When reveal(slotId) is called, the contract reads blockhash(revealBlock) and finalizes the trait hash. If the reveal block has aged past the EVM's 256-block hash window, a deterministic fallback uses keccak256(slotId, commitBlock) instead. The fallback is unfarmable after the fact but is technically known at commit time, so holders are economically motivated to reveal promptly.
Constraint summary
TOTAL_SLOTS = 10,000 (immutable) REVEAL_DELAY = 5 blocks MAX_SLOTS_PER_TX = 2,000 Pool fee: 1% (10,000 ppm) Tick spacing: 200 Hook permissions: afterAddLiquidity, afterSwap (everything else: false) Renderer: stateless, on-chain SVG composition Token: ERC-20 with slot-based identity overlay Ownable2Step, no upgradeability, no proxy
Failure modes addressed
Cross-pool seed replay. Impossible. There is no global seed to replay. Each slot's identity is derived from its own commitBlock and the blockhash of its own revealBlock — values that are unique per slot and don't exist on any other pool.
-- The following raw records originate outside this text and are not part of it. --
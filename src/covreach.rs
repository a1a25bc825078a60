//! The main covering-reachability algorithm (spec §4.7): a BFS/DFS
//! work-list search over [`crate::zg::Zg`] that consults a
//! [`crate::cover_graph::CoverGraph`] before enqueuing a discovered
//! successor, builds the explored subsumption graph, and reports whether
//! any state carrying one of the target labels was reached.

use std::collections::{HashMap, HashSet, VecDeque};
use std::sync::Arc;
use std::time::Instant;

use crate::cover_graph::{CoverGraph, Node};
use crate::error::Cancellation;
use crate::refzg::{RefZg, RefZgState};
use crate::zg::{Zg, ZgState};

#[derive(Debug, Clone, Copy, PartialEq, Eq)]
pub enum Search {
    Bfs,
    Dfs,
}

/// Whether covering removes already-expanded nodes anywhere in the graph
/// (`Full`), or only guards against enqueuing a newly discovered state that
/// is already covered (`Leaf`) — spec §4.6's two covering modes.
#[derive(Debug, Clone, Copy, PartialEq, Eq)]
pub enum CoverMode {
    Full,
    Leaf,
}

#[derive(Debug, Clone, Copy, PartialEq, Eq)]
pub enum EdgeKind {
    Actual,
    Subsumption,
}

/// A graph edge, stored by node index rather than pointer (design note §9:
/// "use an arena-with-indices pattern for edges ... never store raw
/// pointers into a vector that may relocate").
#[derive(Debug, Clone)]
pub struct Edge {
    pub src: usize,
    pub tgt: usize,
    pub kind: EdgeKind,
    pub vedge: Option<crate::ta::Vedge>,
}

#[derive(Debug, Clone, Default)]
pub struct Stats {
    pub visited: usize,
    pub covered_on_push: usize,
    pub covered_on_pop: usize,
    pub subsumption_edges: usize,
    pub actual_edges: usize,
    pub reached: bool,
    pub elapsed: std::time::Duration,
}

pub struct CovReachResult {
    pub stats: Stats,
    pub nodes: Vec<Arc<Node<ZgState>>>,
    pub edges: Vec<Edge>,
    pub reached_node: Option<usize>,
}

/// The `concur19` counterpart of [`CovReachResult`] — no `reached_node`,
/// since that exploration carries no target labels.
pub struct RefCovReachResult {
    pub stats: Stats,
    pub nodes: Vec<Arc<Node<RefZgState>>>,
    pub edges: Vec<Edge>,
}

fn ptr_key(n: &Arc<Node<ZgState>>) -> usize {
    Arc::as_ptr(n) as usize
}

fn is_target<'a>(zg: &Zg, vloc: &crate::ta::Vloc, labels: &HashSet<String>) -> bool {
    !labels.is_empty() && zg.ta().is_valid_final(vloc) && zg.ta().labels(vloc).iter().any(|l| labels.contains(l))
}

/// Runs the covering-reachability search to completion (or until
/// `cancellation` is observed), building the full explored graph rather
/// than stopping at the first witness — needed so `--labels` search and
/// `--dot` graph dump share one exploration pass (see DESIGN.md).
pub fn run(zg: &Zg, labels: &HashSet<String>, search: Search, cover: CoverMode, cancellation: &Cancellation) -> CovReachResult {
    log::info!("starting covering-reachability search: {search:?}/{cover:?}, {} target label(s)", labels.len());
    let start = Instant::now();
    let bucket_key = |s: &ZgState| -> u64 {
        use std::hash::{Hash, Hasher};
        let mut hasher = fnv::FnvHasher::default();
        s.vloc.hash(&mut hasher);
        s.intval.hash(&mut hasher);
        hasher.finish()
    };
    let covers = |a: &ZgState, b: &ZgState| -> bool { a.vloc == b.vloc && a.intval == b.intval && a.zone.is_le(&b.zone) };
    let mut graph: CoverGraph<ZgState> = CoverGraph::new(1024, bucket_key, covers);

    let mut nodes: Vec<Arc<Node<ZgState>>> = Vec::new();
    let mut index_of: HashMap<usize, usize> = HashMap::new();
    let mut edges: Vec<Edge> = Vec::new();
    let mut removed: HashSet<usize> = HashSet::new();
    let mut worklist: VecDeque<Arc<Node<ZgState>>> = VecDeque::new();
    let mut stats = Stats::default();
    let mut reached_node = None;

    let mut register = |nodes: &mut Vec<Arc<Node<ZgState>>>, index_of: &mut HashMap<usize, usize>, n: Arc<Node<ZgState>>| -> usize {
        let idx = nodes.len();
        index_of.insert(ptr_key(&n), idx);
        nodes.push(n);
        idx
    };

    for (status, state) in zg.initial() {
        if !status.is_ok() {
            continue;
        }
        let is_final = is_target(zg, &state.vloc, labels);
        let node = Node::new(state, true, is_final, true);
        if graph.is_covered(&node) {
            stats.covered_on_push += 1;
            continue;
        }
        if cover == CoverMode::Full {
            for m in graph.covered_nodes(&node) {
                graph.remove(&m);
                removed.insert(ptr_key(&m));
            }
        }
        graph.insert(node.clone());
        let idx = register(&mut nodes, &mut index_of, node.clone());
        if is_final {
            stats.reached = true;
            reached_node = Some(idx);
        }
        worklist.push_back(node);
    }

    while !cancellation.is_cancelled() {
        let current = match search {
            Search::Bfs => worklist.pop_front(),
            Search::Dfs => worklist.pop_back(),
        };
        let Some(current) = current else { break };
        if removed.contains(&ptr_key(&current)) {
            continue;
        }
        stats.visited += 1;
        let src_idx = index_of[&ptr_key(&current)];
        log::debug!("visiting node {src_idx}, worklist depth {}", worklist.len());

        for outgoing in zg.outgoing(&current.state) {
            let (status, next) = zg.next(&current.state, &outgoing);
            let Some((succ_state, transition)) = next else {
                continue;
            };
            if !status.is_ok() {
                continue;
            }
            let is_final = is_target(zg, &succ_state.vloc, labels);
            let succ = Node::new(succ_state, false, is_final, false);

            if graph.is_covered(&succ) {
                stats.covered_on_pop += 1;
                let covering = graph
                    .iter()
                    .find(|n| !Arc::ptr_eq(n, &succ) && covers(&succ.state, &n.state))
                    .cloned();
                if let Some(covering) = covering {
                    if let Some(&tgt_idx) = index_of.get(&ptr_key(&covering)) {
                        edges.push(Edge { src: src_idx, tgt: tgt_idx, kind: EdgeKind::Subsumption, vedge: Some(transition.vedge) });
                        stats.subsumption_edges += 1;
                    }
                }
                continue;
            }

            graph.insert(succ.clone());
            let tgt_idx = register(&mut nodes, &mut index_of, succ.clone());
            edges.push(Edge { src: src_idx, tgt: tgt_idx, kind: EdgeKind::Actual, vedge: Some(transition.vedge) });
            stats.actual_edges += 1;
            if is_final {
                stats.reached = true;
                if reached_node.is_none() {
                    reached_node = Some(tgt_idx);
                }
            }

            if cover == CoverMode::Full {
                for m in graph.covered_nodes(&succ) {
                    let m_idx = index_of[&ptr_key(&m)];
                    for e in edges.iter_mut() {
                        if e.tgt == m_idx && e.kind == EdgeKind::Actual {
                            e.tgt = tgt_idx;
                            e.kind = EdgeKind::Subsumption;
                            stats.actual_edges -= 1;
                            stats.subsumption_edges += 1;
                        }
                    }
                    graph.remove(&m);
                    removed.insert(ptr_key(&m));
                }
            }

            worklist.push_back(succ);
        }
    }

    stats.elapsed = start.elapsed();
    log::info!(
        "search finished: visited={} actual_edges={} subsumption_edges={} reached={} in {:?}",
        stats.visited,
        stats.actual_edges,
        stats.subsumption_edges,
        stats.reached,
        stats.elapsed
    );
    CovReachResult { stats, nodes, edges, reached_node }
}

fn ptr_key_ref(n: &Arc<Node<RefZgState>>) -> usize {
    Arc::as_ptr(n) as usize
}

/// The `concur19` exploration: a full BFS/DFS of a [`RefZg`]'s local-time
/// state space with plain inclusion as the covering relation (no
/// extrapolation, no target labels — `concur19` reports coverage statistics
/// only, never a reachability witness).
pub fn run_refzg(zg: &RefZg, search: Search, cover: CoverMode, cancellation: &Cancellation) -> RefCovReachResult {
    log::info!("starting concur19 exploration: {search:?}/{cover:?}");
    let start = Instant::now();
    let bucket_key = |s: &RefZgState| -> u64 {
        use std::hash::{Hash, Hasher};
        let mut hasher = fnv::FnvHasher::default();
        s.vloc.hash(&mut hasher);
        s.intval.hash(&mut hasher);
        hasher.finish()
    };
    let covers = |a: &RefZgState, b: &RefZgState| -> bool { a.vloc == b.vloc && a.intval == b.intval && a.zone.is_le(&b.zone) };
    let mut graph: CoverGraph<RefZgState> = CoverGraph::new(1024, bucket_key, covers);

    let mut nodes: Vec<Arc<Node<RefZgState>>> = Vec::new();
    let mut index_of: HashMap<usize, usize> = HashMap::new();
    let mut edges: Vec<Edge> = Vec::new();
    let mut removed: HashSet<usize> = HashSet::new();
    let mut worklist: VecDeque<Arc<Node<RefZgState>>> = VecDeque::new();
    let mut stats = Stats::default();

    let mut register = |nodes: &mut Vec<Arc<Node<RefZgState>>>, index_of: &mut HashMap<usize, usize>, n: Arc<Node<RefZgState>>| -> usize {
        let idx = nodes.len();
        index_of.insert(ptr_key_ref(&n), idx);
        nodes.push(n);
        idx
    };

    for (status, state) in zg.initial() {
        if !status.is_ok() {
            continue;
        }
        let node = Node::new(state, true, false, true);
        if graph.is_covered(&node) {
            stats.covered_on_push += 1;
            continue;
        }
        if cover == CoverMode::Full {
            for m in graph.covered_nodes(&node) {
                graph.remove(&m);
                removed.insert(ptr_key_ref(&m));
            }
        }
        graph.insert(node.clone());
        register(&mut nodes, &mut index_of, node.clone());
        worklist.push_back(node);
    }

    while !cancellation.is_cancelled() {
        let current = match search {
            Search::Bfs => worklist.pop_front(),
            Search::Dfs => worklist.pop_back(),
        };
        let Some(current) = current else { break };
        if removed.contains(&ptr_key_ref(&current)) {
            continue;
        }
        stats.visited += 1;
        let src_idx = index_of[&ptr_key_ref(&current)];

        for outgoing in zg.outgoing(&current.state) {
            let (status, next) = zg.next(&current.state, &outgoing);
            let Some((succ_state, transition)) = next else {
                continue;
            };
            if !status.is_ok() {
                continue;
            }
            let succ = Node::new(succ_state, false, false, false);

            if graph.is_covered(&succ) {
                stats.covered_on_pop += 1;
                let covering = graph.iter().find(|n| !Arc::ptr_eq(n, &succ) && covers(&succ.state, &n.state)).cloned();
                if let Some(covering) = covering {
                    if let Some(&tgt_idx) = index_of.get(&ptr_key_ref(&covering)) {
                        edges.push(Edge { src: src_idx, tgt: tgt_idx, kind: EdgeKind::Subsumption, vedge: Some(transition.vedge) });
                        stats.subsumption_edges += 1;
                    }
                }
                continue;
            }

            graph.insert(succ.clone());
            let tgt_idx = register(&mut nodes, &mut index_of, succ.clone());
            edges.push(Edge { src: src_idx, tgt: tgt_idx, kind: EdgeKind::Actual, vedge: Some(transition.vedge) });
            stats.actual_edges += 1;

            if cover == CoverMode::Full {
                for m in graph.covered_nodes(&succ) {
                    let m_idx = index_of[&ptr_key_ref(&m)];
                    for e in edges.iter_mut() {
                        if e.tgt == m_idx && e.kind == EdgeKind::Actual {
                            e.tgt = tgt_idx;
                            e.kind = EdgeKind::Subsumption;
                            stats.actual_edges -= 1;
                            stats.subsumption_edges += 1;
                        }
                    }
                    graph.remove(&m);
                    removed.insert(ptr_key_ref(&m));
                }
            }

            worklist.push_back(succ);
        }
    }

    stats.elapsed = start.elapsed();
    log::info!(
        "concur19 exploration finished: visited={} actual_edges={} subsumption_edges={} in {:?}",
        stats.visited,
        stats.actual_edges,
        stats.subsumption_edges,
        stats.elapsed
    );
    RefCovReachResult { stats, nodes, edges }
}

#[cfg(test)]
mod tests {
    use super::*;
    use crate::bound::Cmp;
    use crate::dbm::Reset;
    use crate::extrapolation::{Global, Kind};
    use crate::model::{ClockGuard, Edge as ModelEdge, IntGuard, Location, Process, Stmt, System};
    use std::sync::Arc as StdArc;

    /// Two locations, one clock, an edge `l0 -> l1` guarded by `x >= 2`,
    /// `l1` final; reachability must find it and not diverge.
    fn two_location_system() -> StdArc<System> {
        let l0 = Location { name: "l0".into(), initial: true, ..Default::default() };
        let mut l1 = Location { name: "l1".into(), ..Default::default() };
        l1.labels.insert("goal".into());
        let edge = ModelEdge {
            src: 0,
            tgt: 1,
            guard_clocks: ClockGuard::Diff { i: 0, j: 1, cmp: Cmp::Le, bound: -2 },
            guard_ints: IntGuard::True,
            stmt: Stmt::Nop,
            resets: vec![Reset::to_constant(1, 0)],
            sync: None,
        };
        let p = Process { name: "P".into(), locations: vec![l0, l1], edges: vec![edge] };
        StdArc::new(System { processes: vec![p], n_clocks: 1, int_vars: vec![] })
    }

    fn elapsed_zg(system: StdArc<System>) -> Zg {
        use crate::clocks::{BoundsMap, LuBounds};
        let ta = crate::ta::Ta::new(system);
        let bounds = LuBounds { l: BoundsMap::from_vec(vec![2]), u: BoundsMap::from_vec(vec![2]) };
        let extrap = StdArc::new(Global { kind: Kind::ExtraLuPlus, bounds });
        Zg::new(ta, extrap, crate::zg::Elapse::Yes)
    }

    #[test]
    fn bfs_reaches_goal_label() {
        let zg = elapsed_zg(two_location_system());
        let mut labels = HashSet::new();
        labels.insert("goal".to_string());
        let result = run(&zg, &labels, Search::Bfs, CoverMode::Full, &Cancellation::new());
        assert!(result.stats.reached);
        assert!(result.reached_node.is_some());
    }

    #[test]
    fn no_matching_label_means_not_reached() {
        let zg = elapsed_zg(two_location_system());
        let mut labels = HashSet::new();
        labels.insert("unreachable_label".to_string());
        let result = run(&zg, &labels, Search::Dfs, CoverMode::Full, &Cancellation::new());
        assert!(!result.stats.reached);
    }

    #[test]
    fn cancellation_stops_the_search_early() {
        let zg = elapsed_zg(two_location_system());
        let labels = HashSet::new();
        let cancellation = Cancellation::new();
        cancellation.cancel();
        let result = run(&zg, &labels, Search::Bfs, CoverMode::Full, &cancellation);
        assert_eq!(result.stats.visited, 0);
    }

    #[test]
    fn run_refzg_explores_the_two_location_system_without_a_target() {
        use crate::refzg::{RefLayout, RefZg};

        let ta = crate::ta::Ta::new(two_location_system());
        let refzg = RefZg::new(ta, RefLayout::single_process(1, 1), None);
        let result = run_refzg(&refzg, Search::Bfs, CoverMode::Full, &Cancellation::new());
        assert!(!result.stats.reached);
        assert!(result.stats.visited >= 1);
        assert!(result.nodes.len() >= 2);
    }
}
Predictable batch sniping. Defeated by future-block entropy and per-slot staggered revealBlocks. A buyer minting many slots at once gets that many different future block hashes, none of which exist at the moment of the swap. Trait outcomes are not simulable at buy time.
Long-term rarity dilution. Prevented by the fixed slot space. The rarity distribution is committed at deploy. No new slots can be added; no existing slots can be re-rolled. Twin generation across alternate pools is impossible because each slot's hash is bound to its own commit/reveal blocks.